Garden mesh has even more use on that front. The fabric drape of the large sheets available let us ring porches, erect canopy beds, and surround umbrellas and pavilions with that insect barrier. That creates additional outdoor sleeping areas and multiple barriers for those insects to penetrate.
Stiffer window and door screen can also serve that garden mesh’s role. We can built lightweight racks to support it and protect our beds from pests. We can use whole- or partial-bed frames to control pollination for promiscuous crops like squashes, or we can tie small sections around individual flowers.
Once it’s gotten our gardens safely to harvest, screen’s usefulness continues.
We can use it to turn colanders into sieves for seed saving, juicing, and canning, and create small reusable “tea bag” packets to brew herbals and coffee. We can also arrange it in racks to air dry produce, and — again — use it to keep pests off that dehydrating food and our drying seeds.
Mesh is also useful for water catchment, however simplistic and ad hoc or sophisticated those systems may be. We can tie or screw it down to buckets and intake channels to prevent insects and large debris from accumulating. In multiple layers it can serve as an initial filtration for larger debris.
The debris reduction also has use for our gutters. Preventing clogged gutters can prevent backups that cause leaks and damage to our home interiors.
Covering gutters can also help prevent critters from getting in there.
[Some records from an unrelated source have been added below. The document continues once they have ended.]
/// Shared types for the autopay tip keeper
///
/// This crate provides the identifiers, feed records, error type and constants
/// used by the keeper's aggregation, projection and ranking stages.

pub mod constants;
pub mod errors;
pub mod feed;
pub mod query;
pub mod suggestion;
pub mod value;

// Re-export all public types
pub use constants::*;
pub use errors::*;
pub use feed::*;
pub use query::*;
pub use suggestion::*;
pub use value::*;
//! Tip suggestion resolution.
//!
//! Turns reconstructed feed state into the reward a report submitted right
//! now would earn per tag. Price-threshold feeds only pay when the live
//! price moved more than the threshold (in basis points) since the last
//! report.

use alloy::primitives::Address;

use autopay_types::{
    AutopayResult, CurrentValue, FundedFeed, QueryTag, TipMap, MAX_PRICE_CHANGE, PRICE_CHANGE_SCALE,
};

use crate::aggregator::TagState;
use crate::batch::{AutopayRead, BatchExecutor, Call, ResultKey};
use crate::catalog::FeedCatalog;
use crate::projector::project_feeds;
use crate::window::is_first_in_feed_window;

/// Price change in basis points-like units: `10000 × |now − before| / before`.
///
/// A zero previous price always counts as the maximum change.
pub fn price_change_bps(now: f64, before: f64) -> f64 {
    if before == 0.0 {
        return MAX_PRICE_CHANGE;
    }
    PRICE_CHANGE_SCALE * (now - before).abs() / before
}

pub struct TipResolver<'a> {
    catalog: &'a FeedCatalog,
}

impl<'a> TipResolver<'a> {
    pub fn new(catalog: &'a FeedCatalog) -> Self {
        Self { catalog }
    }

    /// Reward available per tag for a report at `now`
    pub async fn continuous_suggestions(&self, states: &[TagState], now: u64) -> AutopayResult<TipMap> {
        let mut tips = TipMap::new();

        for state in states {
            let Some(current_value) = &state.current_value else {
                log::warn!("Skipping {}: no current value", state.tag);
                continue;
            };

            let mut live_price = LivePrice::NotFetched;
            for feed in project_feeds(state) {
                let reward = self.resolve_feed(&state.tag, &feed, current_value, now, &mut live_price).await?;
                if reward > 0 {
                    let total = tips.entry(state.tag.clone()).or_insert(0);
                    *total = total.saturating_add(reward);
                }
            }
        }

        Ok(tips)
    }

    async fn resolve_feed(
        &self,
        tag: &QueryTag,
        feed: &FundedFeed,
        current_value: &CurrentValue,
        now: u64,
        live_price: &mut LivePrice,
    ) -> AutopayResult<u128> {
        let details = &feed.details;
        if details.balance == 0 {
            log::debug!("Feed {} of {} has no projected balance", feed.feed_id, tag);
            return Ok(0);
        }

        if !is_first_in_feed_window(current_value.last_report_timestamp(), now, details)? {
            log::debug!("Feed {} of {} not eligible now", feed.feed_id, tag);
            return Ok(0);
        }

        if details.price_threshold == 0 {
            log::info!("Feed {} of {} eligible for {}", feed.feed_id, tag, details.reward);
            return Ok(details.reward);
        }

        let Some(before) = current_value.baseline_price() else {
            log::warn!("Feed {} of {}: last value is not a price", feed.feed_id, tag);
            return Ok(0);
        };

        let Some(price) = self.live_price(tag, live_price).await else {
            log::warn!("Feed {} of {}: no live price available", feed.feed_id, tag);
            return Ok(0);
        };

        let change = price_change_bps(price, before);
        if change > details.price_threshold as f64 {
            log::info!(
                "Feed {} of {} eligible for {} (price change {:.2} > {})",
                feed.feed_id,
                tag,
                details.reward,
                change,
                details.price_threshold
            );
            Ok(details.reward)
        } else {
            log::debug!(
                "Feed {} of {}: price change {:.2} within threshold {}",
                feed.feed_id,
                tag,
                change,
                details.price_threshold
            );
            Ok(0)
        }
    }

    /// Fetch the tag's price at most once per resolution
    async fn live_price(&self, tag: &QueryTag, cached: &mut LivePrice) -> Option<f64> {
        if let LivePrice::Fetched(price) = cached {
            return *price;
        }

        let price = match self.catalog.by_tag(tag.as_str()).and_then(|e| e.price_source.as_ref()) {
            Some(source) => source.fetch_latest_price().await,
            None => {
                log::warn!("No price source configured for {}", tag);
                None
            }
        };
        *cached = LivePrice::Fetched(price);
        price
    }
}

enum LivePrice {
    NotFetched,
    Fetched(Option<f64>),
}

/// One-time tips for every catalog entry, read in one non-strict batch.
///
/// Entries whose call fails, does not decode, or reads zero are omitted.
pub async fn one_time_tips(
    executor: &dyn BatchExecutor,
    autopay: Address,
    catalog: &FeedCatalog,
) -> AutopayResult<TipMap> {
    let calls: Vec<Call> = catalog
        .entries()
        .map(|entry| {
            Call::new(
                autopay,
                AutopayRead::CurrentTip { query_id: entry.query_id },
                ResultKey::Tip(entry.tag.clone()),
            )
        })
        .collect();
    if calls.is_empty() {
        return Ok(TipMap::new());
    }

    let result = executor.execute(calls, false).await?;

    let tips: TipMap = catalog
        .tags()
        .filter_map(|tag| {
            let amount = result.tip(&ResultKey::Tip(tag.clone()))?;
            (amount > 0).then(|| (tag.clone(), amount))
        })
        .collect();

    log::debug!("{} of {} queries carry one-time tips", tips.len(), catalog.len());
    Ok(tips)
}
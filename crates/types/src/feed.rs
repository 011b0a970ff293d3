//! Feed schedule types returned by the autopay contract

use serde::{Deserialize, Serialize};

use crate::errors::{AutopayError, AutopayResult};
use crate::query::FeedId;

/// Parameters of one funded feed, as stored on chain
#[derive(Debug, Clone, Copy, PartialEq, Eq, Serialize, Deserialize)]
pub struct FeedDetails {
    /// Amount paid per eligible report (smallest token unit)
    pub reward: u128,
    /// Remaining escrow
    pub balance: u128,
    /// Schedule anchor (unix seconds)
    pub start_time: u64,
    /// Seconds between reward windows
    pub interval: u64,
    /// Width of the submission window at the start of each interval
    pub window: u64,
    /// Minimum price change required to earn the reward; 0 disables the check
    pub price_threshold: u64,
    /// Bookkeeping index on the contract side
    pub feeds_with_funding_index: u64,
}

impl FeedDetails {
    /// Check the schedule invariants the window math relies on
    pub fn validate(&self) -> AutopayResult<()> {
        if self.interval == 0 {
            return Err(AutopayError::invalid_parameter("interval", "0", "greater than 0"));
        }

        if self.window > self.interval {
            return Err(AutopayError::invalid_parameter(
                "window",
                &self.window.to_string(),
                &format!("at most interval ({})", self.interval),
            ));
        }

        Ok(())
    }

    /// Copy of these details with a different balance
    pub fn with_balance(&self, balance: u128) -> Self {
        Self { balance, ..*self }
    }
}

/// A feed id together with its details
#[derive(Debug, Clone, PartialEq, Eq, Serialize, Deserialize)]
pub struct FundedFeed {
    pub feed_id: FeedId,
    pub details: FeedDetails,
}

/// A first-in-window report whose reward may still be claimable under a feed
#[derive(Debug, Clone, Copy, PartialEq, Eq, Serialize, Deserialize)]
pub struct ClaimCheck {
    pub feed_id: FeedId,
    pub timestamp: u64,
    /// Claim status once fetched; `None` when unknown
    pub claimed: Option<bool>,
}

impl ClaimCheck {
    pub fn pending(feed_id: FeedId, timestamp: u64) -> Self {
        Self {
            feed_id,
            timestamp,
            claimed: None,
        }
    }

    /// Reward is still owed for this report
    pub fn is_unclaimed(&self) -> bool {
        self.claimed == Some(false)
    }
}
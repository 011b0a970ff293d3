//! Reward window math for autopay feeds.
//!
//! Every feed pays out at most once per interval: the first report that lands
//! inside the `window` seconds following the interval's start claims it.

use autopay_types::{AutopayError, AutopayResult, FeedDetails};

/// Start of the interval containing `timestamp`, anchored at `start_time`.
///
/// Floor division is used so timestamps before `start_time` map to earlier
/// (possibly negative) interval starts instead of wrapping.
pub fn window_start(timestamp: u64, start_time: u64, interval: u64) -> AutopayResult<i128> {
    if interval == 0 {
        return Err(AutopayError::invalid_parameter("interval", "0", "greater than 0"));
    }

    let interval = i128::from(interval);
    let elapsed = i128::from(timestamp) - i128::from(start_time);
    let num_intervals = elapsed.div_euclid(interval);

    Ok(i128::from(start_time) + interval * num_intervals)
}

/// Whether a report at `candidate` would be the first inside its reward window.
///
/// `previous` is the report immediately before the candidate; `None` means
/// there was no earlier report at all.
pub fn is_first_in_window(
    previous: Option<u64>,
    candidate: u64,
    start_time: u64,
    window: u64,
    interval: u64,
) -> AutopayResult<bool> {
    let current_window_start = window_start(candidate, start_time, interval)?;

    let inside_window = i128::from(candidate) - current_window_start < i128::from(window);
    let first_in_window = previous.map_or(true, |prev| i128::from(prev) < current_window_start);

    Ok(inside_window && first_in_window)
}

/// [`is_first_in_window`] against a feed's schedule
pub fn is_first_in_feed_window(
    previous: Option<u64>,
    candidate: u64,
    details: &FeedDetails,
) -> AutopayResult<bool> {
    is_first_in_window(
        previous,
        candidate,
        details.start_time,
        details.window,
        details.interval,
    )
}
//! Batched read boundary.
//!
//! Callers describe every read as a typed [`Call`]; a [`BatchExecutor`] sends
//! them in one round-trip and hands back a [`BatchResult`] keyed by
//! [`ResultKey`], with values already decoded into the shape declared by the
//! read.

use std::collections::HashMap;

use alloy::primitives::Address;
use async_trait::async_trait;

use autopay_types::{AutopayResult, CurrentValue, FeedDetails, FeedId, QueryId, QueryTag};

/// A read-only autopay contract function together with its arguments
#[derive(Debug, Clone, PartialEq, Eq, Hash)]
pub enum AutopayRead {
    CurrentFeeds { query_id: QueryId },
    IndexForDataBefore { query_id: QueryId, timestamp: u64 },
    TimestampByIndex { query_id: QueryId, index: u64 },
    DataFeed { feed_id: FeedId },
    CurrentValue { query_id: QueryId },
    RewardClaimedStatus { feed_id: FeedId, query_id: QueryId, timestamp: u64 },
    CurrentTip { query_id: QueryId },
}

impl AutopayRead {
    /// Solidity signature including the declared return shape
    pub fn signature(&self) -> &'static str {
        match self {
            Self::CurrentFeeds { .. } => "getCurrentFeeds(bytes32)(bytes32[])",
            Self::IndexForDataBefore { .. } => "getIndexForDataBefore(bytes32,uint256)(bool,uint256)",
            Self::TimestampByIndex { .. } => "getTimestampbyQueryIdandIndex(bytes32,uint256)(uint256)",
            Self::DataFeed { .. } => {
                "getDataFeed(bytes32)((uint256,uint256,uint256,uint256,uint256,uint256,uint256))"
            }
            Self::CurrentValue { .. } => "getCurrentValue(bytes32)(bool,bytes,uint256)",
            Self::RewardClaimedStatus { .. } => {
                "getRewardClaimedStatus(bytes32,bytes32,uint256)(bool)"
            }
            Self::CurrentTip { .. } => "getCurrentTip(bytes32)(uint256)",
        }
    }
}

/// Decoded return value, tagged by the read's declared result shape
#[derive(Debug, Clone, PartialEq)]
pub enum Decoded {
    FeedIds(Vec<FeedId>),
    Index { found: bool, index: u64 },
    Timestamp(u64),
    FeedDetails(FeedDetails),
    CurrentValue(CurrentValue),
    Claimed(bool),
    Tip(u128),
}

/// Where a decoded value lands in the batch result
#[derive(Debug, Clone, PartialEq, Eq, Hash)]
pub enum ResultKey {
    Feeds(QueryTag),
    IndexNow(QueryTag),
    IndexThreeMonthsAgo(QueryTag),
    FeedDetails(QueryTag, FeedId),
    CurrentValue(QueryTag),
    Timestamp(QueryTag, u64),
    ClaimStatus(QueryTag, FeedId, u64),
    Tip(QueryTag),
}

/// One call descriptor: target contract, read, and result key
#[derive(Debug, Clone, PartialEq)]
pub struct Call {
    pub target: Address,
    pub read: AutopayRead,
    pub key: ResultKey,
}

impl Call {
    pub fn new(target: Address, read: AutopayRead, key: ResultKey) -> Self {
        Self { target, read, key }
    }
}

/// Decoded values keyed by [`ResultKey`]
#[derive(Debug, Clone, Default, PartialEq)]
pub struct BatchResult {
    values: HashMap<ResultKey, Decoded>,
}

impl BatchResult {
    pub fn new() -> Self {
        Self::default()
    }

    pub fn insert(&mut self, key: ResultKey, value: Decoded) {
        self.values.insert(key, value);
    }

    pub fn len(&self) -> usize {
        self.values.len()
    }

    pub fn is_empty(&self) -> bool {
        self.values.is_empty()
    }

    pub fn get(&self, key: &ResultKey) -> Option<&Decoded> {
        self.values.get(key)
    }

    pub fn feed_ids(&self, key: &ResultKey) -> Option<&[FeedId]> {
        match self.values.get(key)? {
            Decoded::FeedIds(ids) => Some(ids),
            _ => None,
        }
    }

    pub fn index(&self, key: &ResultKey) -> Option<u64> {
        match self.values.get(key)? {
            Decoded::Index { index, .. } => Some(*index),
            _ => None,
        }
    }

    pub fn timestamp(&self, key: &ResultKey) -> Option<u64> {
        match self.values.get(key)? {
            Decoded::Timestamp(timestamp) => Some(*timestamp),
            _ => None,
        }
    }

    pub fn feed_details(&self, key: &ResultKey) -> Option<FeedDetails> {
        match self.values.get(key)? {
            Decoded::FeedDetails(details) => Some(*details),
            _ => None,
        }
    }

    pub fn current_value(&self, key: &ResultKey) -> Option<&CurrentValue> {
        match self.values.get(key)? {
            Decoded::CurrentValue(value) => Some(value),
            _ => None,
        }
    }

    pub fn claimed(&self, key: &ResultKey) -> Option<bool> {
        match self.values.get(key)? {
            Decoded::Claimed(claimed) => Some(*claimed),
            _ => None,
        }
    }

    pub fn tip(&self, key: &ResultKey) -> Option<u128> {
        match self.values.get(key)? {
            Decoded::Tip(amount) => Some(*amount),
            _ => None,
        }
    }
}

impl FromIterator<(ResultKey, Decoded)> for BatchResult {
    fn from_iter<I: IntoIterator<Item = (ResultKey, Decoded)>>(iter: I) -> Self {
        Self {
            values: iter.into_iter().collect(),
        }
    }
}

/// Executes a set of reads in a single remote round-trip.
///
/// With `require_success` any failed sub-call fails the whole batch. Without
/// it, failed or undecodable entries are simply absent from the result.
#[async_trait]
pub trait BatchExecutor: Send + Sync {
    async fn execute(&self, calls: Vec<Call>, require_success: bool) -> AutopayResult<BatchResult>;
}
That can be small critters breeding, but in some areas it also prevents things like snakes hanging out up over our heads, and it reduces the chances of enough organic matter to hold moisture and encourage ants (yes, ants in walls and attics and roof crawlspaces is a thing, and it’s even more horrifying than bees turning houses into honeycombs).
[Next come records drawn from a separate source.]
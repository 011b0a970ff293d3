//! Query and feed identifiers

use serde::{Deserialize, Serialize};
use std::borrow::Borrow;
use std::fmt;
use std::str::FromStr;

use crate::errors::{AutopayError, AutopayResult};

// ============================================================================
// Query Tag
// ============================================================================

/// Human-readable name of a logical data query, e.g. `eth-usd-legacy`
#[derive(Debug, Clone, PartialEq, Eq, PartialOrd, Ord, Hash, Serialize, Deserialize)]
#[serde(transparent)]
pub struct QueryTag(String);

impl QueryTag {
    pub fn new(tag: impl Into<String>) -> Self {
        Self(tag.into())
    }

    pub fn as_str(&self) -> &str {
        &self.0
    }
}

impl fmt::Display for QueryTag {
    fn fmt(&self, f: &mut fmt::Formatter<'_>) -> fmt::Result {
        f.write_str(&self.0)
    }
}

impl From<&str> for QueryTag {
    fn from(tag: &str) -> Self {
        Self(tag.to_string())
    }
}

impl Borrow<str> for QueryTag {
    fn borrow(&self) -> &str {
        &self.0
    }
}

// ============================================================================
// 32-byte Identifiers
// ============================================================================

fn parse_word(kind: &str, s: &str) -> AutopayResult<[u8; 32]> {
    let trimmed = s.strip_prefix("0x").unwrap_or(s);
    let bytes = hex::decode(trimmed)
        .map_err(|e| AutopayError::invalid_parameter(kind, s, &format!("hex string ({})", e)))?;
    bytes
        .try_into()
        .map_err(|b: Vec<u8>| AutopayError::invalid_parameter(kind, s, &format!("32 bytes, got {}", b.len())))
}

macro_rules! word_id {
    ($(#[$doc:meta])* $name:ident, $kind:literal) => {
        $(#[$doc])*
        #[derive(Debug, Clone, Copy, PartialEq, Eq, PartialOrd, Ord, Hash)]
        pub struct $name(pub [u8; 32]);

        impl $name {
            pub fn as_bytes(&self) -> &[u8; 32] {
                &self.0
            }

            /// Lowercase hex without `0x` prefix
            pub fn to_hex(&self) -> String {
                hex::encode(self.0)
            }
        }

        impl fmt::Display for $name {
            fn fmt(&self, f: &mut fmt::Formatter<'_>) -> fmt::Result {
                write!(f, "0x{}", self.to_hex())
            }
        }

        impl FromStr for $name {
            type Err = AutopayError;

            fn from_str(s: &str) -> AutopayResult<Self> {
                parse_word($kind, s).map(Self)
            }
        }

        impl From<[u8; 32]> for $name {
            fn from(bytes: [u8; 32]) -> Self {
                Self(bytes)
            }
        }

        impl Serialize for $name {
            fn serialize<S: serde::Serializer>(&self, serializer: S) -> Result<S::Ok, S::Error> {
                serializer.serialize_str(&self.to_string())
            }
        }

        impl<'de> Deserialize<'de> for $name {
            fn deserialize<D: serde::Deserializer<'de>>(deserializer: D) -> Result<Self, D::Error> {
                let s = String::deserialize(deserializer)?;
                s.parse().map_err(serde::de::Error::custom)
            }
        }
    };
}

word_id!(
    /// Identifier of a query, the keccak256 of its canonical query data
    QueryId,
    "query_id"
);

word_id!(
    /// Identifier of one funding schedule for a query
    FeedId,
    "feed_id"
);

impl QueryId {
    /// Legacy queries are identified by their numeric request id
    pub fn from_legacy_id(id: u64) -> Self {
        let mut bytes = [0u8; 32];
        bytes[24..].copy_from_slice(&id.to_be_bytes());
        Self(bytes)
    }
}

// ============================================================================
// Query Category
// ============================================================================

/// Catalog classification of a query
#[derive(Debug, Clone, Copy, PartialEq, Eq, Hash, Serialize, Deserialize)]
#[serde(rename_all = "lowercase")]
pub enum QueryCategory {
    Legacy,
    Spot,
    Other,
}

impl QueryCategory {
    /// Infer the category from tag naming (`*-legacy`, `*-spot`)
    pub fn from_tag(tag: &str) -> Self {
        if tag.contains("legacy") {
            Self::Legacy
        } else if tag.contains("spot") {
            Self::Spot
        } else {
            Self::Other
        }
    }

    /// Whether feeds for this category are scanned for continuous tips
    pub fn has_funded_feeds(&self) -> bool {
        matches!(self, Self::Legacy | Self::Spot)
    }
}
Meshes also hold some water. We can angle storm screen mesh to control where drip-back falls, and even catch dew and plant transpiration, preventing water losses. The condensation catchment can also help provide small amounts of water that’s already clean in emergency situations.
We can use it to line pots to keep soil inside, or create “socks” for water uptake in sub-irrigated planters. Strips can be used to give trees a chance to establish and grow without shrew and mole damage. It can be used in conjunction with weed barriers to prevent underside access to our garden beds as well.
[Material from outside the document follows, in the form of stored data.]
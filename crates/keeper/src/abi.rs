//! ABI codec for the autopay reads.
//!
//! Each [`AutopayRead`] has exactly one decoder, selected by the read itself,
//! so return data is always interpreted with the shape that was requested.

use alloy::primitives::{B256, U256};
use alloy::sol;
use alloy::sol_types::SolCall;

use autopay_types::{AutopayError, AutopayResult, CurrentValue, FeedDetails, FeedId, ReportedValue};

use crate::batch::{AutopayRead, Decoded};

sol! {
    interface IAutopay {
        struct FeedDetails {
            uint256 reward;
            uint256 balance;
            uint256 startTime;
            uint256 interval;
            uint256 window;
            uint256 priceThreshold;
            uint256 feedsWithFundingIndex;
        }

        function getCurrentFeeds(bytes32 _queryId) external view returns (bytes32[] memory);
        function getIndexForDataBefore(bytes32 _queryId, uint256 _timestamp) external view returns (bool _found, uint256 _index);
        function getTimestampbyQueryIdandIndex(bytes32 _queryId, uint256 _index) external view returns (uint256);
        function getDataFeed(bytes32 _feedId) external view returns (FeedDetails memory);
        function getCurrentValue(bytes32 _queryId) external view returns (bool _ifRetrieve, bytes memory _value, uint256 _timestampRetrieved);
        function getRewardClaimedStatus(bytes32 _feedId, bytes32 _queryId, uint256 _timestamp) external view returns (bool);
        function getCurrentTip(bytes32 _queryId) external view returns (uint256);
    }
}

/// Calldata for a read
pub fn encode(read: &AutopayRead) -> Vec<u8> {
    match read {
        AutopayRead::CurrentFeeds { query_id } => IAutopay::getCurrentFeedsCall {
            _queryId: B256::from(query_id.0),
        }
        .abi_encode(),
        AutopayRead::IndexForDataBefore { query_id, timestamp } => {
            IAutopay::getIndexForDataBeforeCall {
                _queryId: B256::from(query_id.0),
                _timestamp: U256::from(*timestamp),
            }
            .abi_encode()
        }
        AutopayRead::TimestampByIndex { query_id, index } => {
            IAutopay::getTimestampbyQueryIdandIndexCall {
                _queryId: B256::from(query_id.0),
                _index: U256::from(*index),
            }
            .abi_encode()
        }
        AutopayRead::DataFeed { feed_id } => IAutopay::getDataFeedCall {
            _feedId: B256::from(feed_id.0),
        }
        .abi_encode(),
        AutopayRead::CurrentValue { query_id } => IAutopay::getCurrentValueCall {
            _queryId: B256::from(query_id.0),
        }
        .abi_encode(),
        AutopayRead::RewardClaimedStatus { feed_id, query_id, timestamp } => {
            IAutopay::getRewardClaimedStatusCall {
                _feedId: B256::from(feed_id.0),
                _queryId: B256::from(query_id.0),
                _timestamp: U256::from(*timestamp),
            }
            .abi_encode()
        }
        AutopayRead::CurrentTip { query_id } => IAutopay::getCurrentTipCall {
            _queryId: B256::from(query_id.0),
        }
        .abi_encode(),
    }
}

/// Decode return data with the decoder registered for `read`
pub fn decode(read: &AutopayRead, data: &[u8]) -> AutopayResult<Decoded> {
    let what = read.signature();
    let abi_err = |e: alloy::sol_types::Error| AutopayError::decode_failure(what, &e.to_string());

    match read {
        AutopayRead::CurrentFeeds { .. } => {
            let ids = IAutopay::getCurrentFeedsCall::abi_decode_returns(data).map_err(abi_err)?;
            Ok(Decoded::FeedIds(ids.into_iter().map(|id| FeedId(id.0)).collect()))
        }
        AutopayRead::IndexForDataBefore { .. } => {
            let ret = IAutopay::getIndexForDataBeforeCall::abi_decode_returns(data).map_err(abi_err)?;
            Ok(Decoded::Index {
                found: ret._found,
                index: to_u64(ret._index, what)?,
            })
        }
        AutopayRead::TimestampByIndex { .. } => {
            let timestamp =
                IAutopay::getTimestampbyQueryIdandIndexCall::abi_decode_returns(data).map_err(abi_err)?;
            Ok(Decoded::Timestamp(to_u64(timestamp, what)?))
        }
        AutopayRead::DataFeed { .. } => {
            let feed = IAutopay::getDataFeedCall::abi_decode_returns(data).map_err(abi_err)?;
            Ok(Decoded::FeedDetails(FeedDetails {
                reward: to_u128(feed.reward, what)?,
                balance: to_u128(feed.balance, what)?,
                start_time: to_u64(feed.startTime, what)?,
                interval: to_u64(feed.interval, what)?,
                window: to_u64(feed.window, what)?,
                price_threshold: to_u64(feed.priceThreshold, what)?,
                feeds_with_funding_index: to_u64(feed.feedsWithFundingIndex, what)?,
            }))
        }
        AutopayRead::CurrentValue { .. } => {
            let ret = IAutopay::getCurrentValueCall::abi_decode_returns(data).map_err(abi_err)?;
            Ok(Decoded::CurrentValue(CurrentValue {
                retrieved: ret._ifRetrieve,
                value: ReportedValue::from_oracle_bytes(&ret._value),
                timestamp: to_u64(ret._timestampRetrieved, what)?,
            }))
        }
        AutopayRead::RewardClaimedStatus { .. } => {
            let claimed = IAutopay::getRewardClaimedStatusCall::abi_decode_returns(data).map_err(abi_err)?;
            Ok(Decoded::Claimed(claimed))
        }
        AutopayRead::CurrentTip { .. } => {
            let tip = IAutopay::getCurrentTipCall::abi_decode_returns(data).map_err(abi_err)?;
            Ok(Decoded::Tip(to_u128(tip, what)?))
        }
    }
}

fn to_u64(value: U256, what: &str) -> AutopayResult<u64> {
    u64::try_from(value)
        .map_err(|_| AutopayError::decode_failure(what, &format!("{} does not fit in 64 bits", value)))
}

fn to_u128(value: U256, what: &str) -> AutopayResult<u128> {
    u128::try_from(value)
        .map_err(|_| AutopayError::decode_failure(what, &format!("{} does not fit in 128 bits", value)))
}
This list just goes on and on. There’s probably fifty-five things we can do with mesh.
It can be used with plaster to patch a hole in drywall, to screen sink, tub and shower drains to prevent clogged pipes, and to create birdcages and rabbit hutches. Some types can be used as a veggie shield for grilling small foods. Tough screen can also be used as rat and mouse guards for animal feed, compost bins, and beehives. If all else fails, we can wad it up to use as a scrubby pad.
It’s hard to find something with that many uses to offer us, especially something that comes as easily, inexpensively and compactly as storm screen mesh.